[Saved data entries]
=== Begin Enclosure ===

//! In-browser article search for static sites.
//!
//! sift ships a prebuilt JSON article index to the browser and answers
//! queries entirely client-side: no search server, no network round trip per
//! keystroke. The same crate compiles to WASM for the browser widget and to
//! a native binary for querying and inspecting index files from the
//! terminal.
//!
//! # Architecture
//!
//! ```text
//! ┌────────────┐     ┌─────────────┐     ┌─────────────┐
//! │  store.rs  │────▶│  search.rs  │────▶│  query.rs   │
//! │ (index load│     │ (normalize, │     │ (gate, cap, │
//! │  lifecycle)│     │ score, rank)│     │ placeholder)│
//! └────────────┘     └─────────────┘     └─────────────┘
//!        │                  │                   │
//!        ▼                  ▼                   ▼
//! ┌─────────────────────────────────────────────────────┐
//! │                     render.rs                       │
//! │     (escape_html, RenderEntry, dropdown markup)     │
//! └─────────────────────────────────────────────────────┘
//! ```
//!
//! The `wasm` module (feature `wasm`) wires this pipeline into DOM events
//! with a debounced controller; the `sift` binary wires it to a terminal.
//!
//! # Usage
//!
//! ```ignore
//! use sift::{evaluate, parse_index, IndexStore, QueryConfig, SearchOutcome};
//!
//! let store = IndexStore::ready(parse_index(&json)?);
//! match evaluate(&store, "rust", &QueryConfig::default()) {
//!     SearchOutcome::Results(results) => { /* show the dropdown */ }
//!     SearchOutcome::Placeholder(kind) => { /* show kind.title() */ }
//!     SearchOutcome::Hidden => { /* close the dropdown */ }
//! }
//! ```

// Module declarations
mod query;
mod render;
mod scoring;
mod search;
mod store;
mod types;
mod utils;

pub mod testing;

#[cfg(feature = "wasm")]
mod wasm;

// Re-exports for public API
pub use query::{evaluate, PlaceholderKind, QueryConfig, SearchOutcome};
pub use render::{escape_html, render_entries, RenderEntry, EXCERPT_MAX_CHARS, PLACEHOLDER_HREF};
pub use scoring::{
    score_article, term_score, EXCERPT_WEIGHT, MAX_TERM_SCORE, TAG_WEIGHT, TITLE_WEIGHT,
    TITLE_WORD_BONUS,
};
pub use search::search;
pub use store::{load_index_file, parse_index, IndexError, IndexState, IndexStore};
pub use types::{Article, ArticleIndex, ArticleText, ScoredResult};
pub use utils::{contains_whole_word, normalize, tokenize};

=== End Enclosure ===

→ Task item: Wherever the string "evaluate" occurs in the records, copy the line it is in.

→ Solved exercise:
//! use sift::{evaluate, parse_index, IndexStore, QueryConfig, SearchOutcome};
//! match evaluate(&store, "rust", &QueryConfig::default()) {
pub use query::{evaluate, PlaceholderKind, QueryConfig, SearchOutcome};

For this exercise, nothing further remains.